Tea has long been associated with health benefits. A new study from Northwestern University in the U.S. found that the brewing process helps remove ions of heavy metals from water. In other words, heavy metals stick to tea leaves, which pull them out of the water.
What Did the Scientists Discover?
Previous research tied tea’s benefits to plant compounds. But the authors of this study suggested the brewing process itself might play a role, as reported by Live Science. The researchers set out to test how brewing affects levels of toxic metals in water that are linked to stroke and cardiovascular disease risk.
For their experiments, the scientists bought several types of tea bags from popular brands, including black, green, chamomile, white, oolong, and rooibos (the plant used for rooibos is aspalathus). Chamomile and aspalathus are brewed and consumed like tea, but they come from different plant families than traditional tea.

While brewing these teas, the researchers tested how well the beverages removed heavy metal ions from water. They found that a standard cup brewed for three to five minutes could remove about 15 percent of lead from water containing up to 10 parts per million of lead. Although there is no safe level of lead in drinking water, experts have established an acceptable limit of 15 parts per billion. Brewing also reduced ions of other metals, including chromium and cadmium.

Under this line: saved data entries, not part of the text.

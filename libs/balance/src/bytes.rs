//! Human-readable byte quantities for log fields and tables.

use std::fmt;

const SUFFIXES: [&str; 7] = ["B", "KB", "MB", "GB", "TB", "PB", "EB"];
const FACTOR: f64 = 1024.0;

/// Displays a (possibly negative or fractional) byte count with a binary unit.
///
/// Plain bytes print without decimals, larger units with three significant
/// digits: `512 B`, `1.5 GB`, `-2 GB`.
#[derive(Debug, Clone, Copy, PartialEq, PartialOrd)]
pub struct ByteSize(pub f64);

impl From<u64> for ByteSize {
    fn from(value: u64) -> Self {
        Self(value as f64)
    }
}

impl From<i64> for ByteSize {
    fn from(value: i64) -> Self {
        Self(value as f64)
    }
}

impl From<f64> for ByteSize {
    fn from(value: f64) -> Self {
        Self(value)
    }
}

impl fmt::Display for ByteSize {
    fn fmt(&self, f: &mut fmt::Formatter<'_>) -> fmt::Result {
        let mut value = self.0;
        let mut unit = 0;
        while value.abs() >= FACTOR && unit < SUFFIXES.len() - 1 {
            value /= FACTOR;
            unit += 1;
        }

        if unit == 0 {
            return write!(f, "{:.0} {}", value, SUFFIXES[0]);
        }

        write!(f, "{} {}", significant(value, 3), SUFFIXES[unit])
    }
}

/// Format `value` with `digits` significant digits, trimming trailing zeros.
fn significant(value: f64, digits: i32) -> String {
    if value == 0.0 {
        return "0".to_string();
    }

    let magnitude = value.abs().log10().floor() as i32;
    let decimals = (digits - 1 - magnitude).max(0) as usize;
    let formatted = format!("{:.*}", decimals, value);

    if formatted.contains('.') {
        formatted
            .trim_end_matches('0')
            .trim_end_matches('.')
            .to_string()
    } else {
        formatted
    }
}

The type of tea bag mattered. Cotton and nylon bags didn’t help adsorb contaminants, while cellulose bags removed a larger share. The tea type and leaf grind also made a difference: finely ground black tea had the strongest effect, with green and white teas performing well too. Those three reduced lead ion concentrations more effectively than oolong, rooibos, and chamomile.

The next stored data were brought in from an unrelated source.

// Feetech STS serial protocol, position mode
//
// Packet format: [0xFF, 0xFF, ID, Length, Instruction, Params..., Checksum]
// Length counts instruction + params + checksum. Status packets carry an
// error byte where the instruction would be.

use serialport::SerialPort;
use std::io::{Read, Write};
use std::time::Duration;
use tracing::debug;

pub const DEFAULT_BAUDRATE: u32 = 1_000_000;
pub const DEFAULT_TIMEOUT_MS: u64 = 100;

const HEADER: [u8; 2] = [0xFF, 0xFF];
const BROADCAST_ID: u8 = 0xFE;

/// Encoder ticks per full turn
pub const TICKS_PER_REVOLUTION: u32 = 4096;

/// Tick value at the 90 degree mid position
const CENTER_TICKS: i32 = 2048;

#[repr(u8)]
#[derive(Debug, Clone, Copy, PartialEq)]
pub enum Instruction {
    Ping = 0x01,
    Read = 0x02,
    Write = 0x03,
    SyncWrite = 0x83,
}

/// STS register addresses used by the arm
#[repr(u8)]
#[derive(Debug, Clone, Copy)]
pub enum Register {
    OperatingMode = 33,   // 1 byte: 0=position
    TorqueEnable = 40,    // 1 byte
    Acceleration = 41,    // 1 byte
    GoalPosition = 42,    // 2 bytes
    Lock = 55,            // 1 byte
    PresentPosition = 56, // 2 bytes, read-only
}

#[repr(u8)]
#[derive(Debug, Clone, Copy, PartialEq)]
pub enum OperatingMode {
    Position = 0,
    Velocity = 1,
}

#[derive(Debug, thiserror::Error)]
pub enum FeetechError {
    #[error("Serial port error: {0}")]
    Serial(#[from] serialport::Error),

    #[error("IO error: {0}")]
    Io(#[from] std::io::Error),

    #[error("Invalid response from servo {id}: {reason}")]
    InvalidResponse { id: u8, reason: String },

    #[error("Checksum mismatch for servo {id}")]
    ChecksumMismatch { id: u8 },

    #[error("Servo {id} returned error status: 0x{status:02X}")]
    ServoStatus { id: u8, status: u8 },

    #[error("Timeout waiting for response from servo {id}")]
    Timeout { id: u8 },
}

pub type Result<T> = std::result::Result<T, FeetechError>;

/// Convert a joint angle (0..=180 degrees) to goal position ticks
///
/// 90 degrees sits at the servo's mechanical center.
pub fn angle_to_ticks(angle: u8) -> u16 {
    let offset = (angle as i32 - 90) * TICKS_PER_REVOLUTION as i32 / 360;
    (CENTER_TICKS + offset) as u16
}

/// Convert present position ticks back to the nearest whole degree
pub fn ticks_to_angle(ticks: u16) -> i32 {
    let offset = ticks as i32 - CENTER_TICKS;
    90 + (offset * 360 + (TICKS_PER_REVOLUTION as i32 / 2)).div_euclid(TICKS_PER_REVOLUTION as i32)
}

fn checksum(data: &[u8]) -> u8 {
    let sum: u32 = data.iter().map(|&b| b as u32).sum();
    !(sum as u8)
}

fn encode_packet(id: u8, instruction: Instruction, params: &[u8]) -> Vec<u8> {
    let mut packet = Vec::with_capacity(6 + params.len());
    packet.extend_from_slice(&HEADER);
    packet.push(id);
    packet.push((params.len() + 2) as u8);
    packet.push(instruction as u8);
    packet.extend_from_slice(params);
    packet.push(checksum(&packet[2..]));
    packet
}

/// Servo bus over any byte stream; a serial port in production
pub struct FeetechBus<P: Read + Write = Box<dyn SerialPort>> {
    port: P,
}

impl FeetechBus {
    pub fn open(port_name: &str) -> Result<Self> {
        Self::open_with_baudrate(port_name, DEFAULT_BAUDRATE)
    }

    pub fn open_with_baudrate(port_name: &str, baudrate: u32) -> Result<Self> {
        let port = serialport::new(port_name, baudrate)
            .timeout(Duration::from_millis(DEFAULT_TIMEOUT_MS))
            .open()?;
        Ok(Self { port })
    }
}

impl<P: Read + Write> FeetechBus<P> {
    pub fn from_port(port: P) -> Self {
        Self { port }
    }

    pub fn into_port(self) -> P {
        self.port
    }

    fn send(&mut self, id: u8, instruction: Instruction, params: &[u8]) -> Result<()> {
        let packet = encode_packet(id, instruction, params);
        self.port.write_all(&packet)?;
        self.port.flush()?;
        Ok(())
    }

    /// Read one status packet and return its parameters
    fn read_status(&mut self, expected_id: u8) -> Result<Vec<u8>> {
        let mut head = [0u8; 4];
        self.port.read_exact(&mut head).map_err(|e| match e.kind() {
            std::io::ErrorKind::TimedOut | std::io::ErrorKind::UnexpectedEof => {
                FeetechError::Timeout { id: expected_id }
            }
            _ => FeetechError::Io(e),
        })?;

        if head[..2] != HEADER {
            return Err(FeetechError::InvalidResponse {
                id: expected_id,
                reason: format!("Invalid header: {:02X?}", &head[..2]),
            });
        }
        let (id, length) = (head[2], head[3] as usize);
        if id != expected_id {
            return Err(FeetechError::InvalidResponse {
                id: expected_id,
                reason: format!("ID mismatch: expected {}, got {}", expected_id, id),
            });
        }
        if length < 2 {
            return Err(FeetechError::InvalidResponse {
                id,
                reason: format!("Length {} too short", length),
            });
        }

        // error byte + params + checksum
        let mut body = vec![0u8; length];
        self.port.read_exact(&mut body)?;
        let (payload, received) = body.split_at(length - 1);

        let mut summed = vec![id, length as u8];
        summed.extend_from_slice(payload);
        if checksum(&summed) != received[0] {
            return Err(FeetechError::ChecksumMismatch { id });
        }
        if payload[0] != 0 {
            return Err(FeetechError::ServoStatus {
                id,
                status: payload[0],
            });
        }
        Ok(payload[1..].to_vec())
    }

    pub fn ping(&mut self, id: u8) -> Result<bool> {
        self.send(id, Instruction::Ping, &[])?;
        match self.read_status(id) {
            Ok(_) => Ok(true),
            Err(FeetechError::Timeout { .. }) => Ok(false),
            Err(e) => Err(e),
        }
    }

    pub fn write_u8(&mut self, id: u8, register: Register, value: u8) -> Result<()> {
        debug!("Write u8 to servo {}: reg={:?}, value={}", id, register, value);
        self.send(id, Instruction::Write, &[register as u8, value])?;
        self.read_status(id).map(|_| ())
    }

    pub fn read_u16(&mut self, id: u8, register: Register) -> Result<u16> {
        self.send(id, Instruction::Read, &[register as u8, 2])?;
        let params = self.read_status(id)?;
        match params[..] {
            [lo, hi, ..] => Ok(u16::from_le_bytes([lo, hi])),
            _ => Err(FeetechError::InvalidResponse {
                id,
                reason: format!("Expected 2 bytes, got {}", params.len()),
            }),
        }
    }

    /// Write the same 2-byte register on several servos in one broadcast packet.
    /// Servos do not answer a sync write.
    pub fn sync_write_u16(&mut self, register: Register, data: &[(u8, u16)]) -> Result<()> {
        if data.is_empty() {
            return Ok(());
        }
        let mut params = Vec::with_capacity(2 + data.len() * 3);
        params.push(register as u8);
        params.push(2);
        for &(id, value) in data {
            params.push(id);
            params.extend_from_slice(&value.to_le_bytes());
        }
        debug!("Sync write to {} servos: reg={:?}", data.len(), register);
        self.send(BROADCAST_ID, Instruction::SyncWrite, &params)
    }

    pub fn enable_torque(&mut self, id: u8) -> Result<()> {
        self.write_u8(id, Register::TorqueEnable, 1)?;
        self.write_u8(id, Register::Lock, 1)
    }

    pub fn disable_torque(&mut self, id: u8) -> Result<()> {
        self.write_u8(id, Register::TorqueEnable, 0)?;
        self.write_u8(id, Register::Lock, 0)
    }

    /// Torque must be off while the mode changes
    pub fn set_operating_mode(&mut self, id: u8, mode: OperatingMode) -> Result<()> {
        self.write_u8(id, Register::OperatingMode, mode as u8)
    }

    pub fn set_acceleration(&mut self, id: u8, acceleration: u8) -> Result<()> {
        self.write_u8(id, Register::Acceleration, acceleration)
    }

    pub fn present_position(&mut self, id: u8) -> Result<u16> {
        self.read_u16(id, Register::PresentPosition)
    }
}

The Most Important Factor – Brewing Time
Brewing time turned out to be the biggest factor in removing toxic metals from water.
“Any tea that is brewed longer or has a larger surface area will effectively remove more heavy metals,” said materials scientist Benjamin Shindel, the study’s lead author. People who brew tea for just a few seconds shouldn’t expect significant purification. “But brewing tea for a longer time will extract a larger portion of the metal, or possibly even nearly all of the metal from the water,” he said.
“If people were to drink an additional cup of tea each day, we might eventually see a decrease in diseases closely linked to heavy metal exposure,” Shindel said. “This could also help explain why people who drink more tea have lower rates of heart disease and strokes compared with those who drink less.”
The study’s findings were published in the journal ACS Food and Science Technology.
Worldwide, people drink more than 5 billion cups of tea daily, making tea the planet’s second-most-consumed beverage after water. According to experts, Turkey has the highest tea consumption.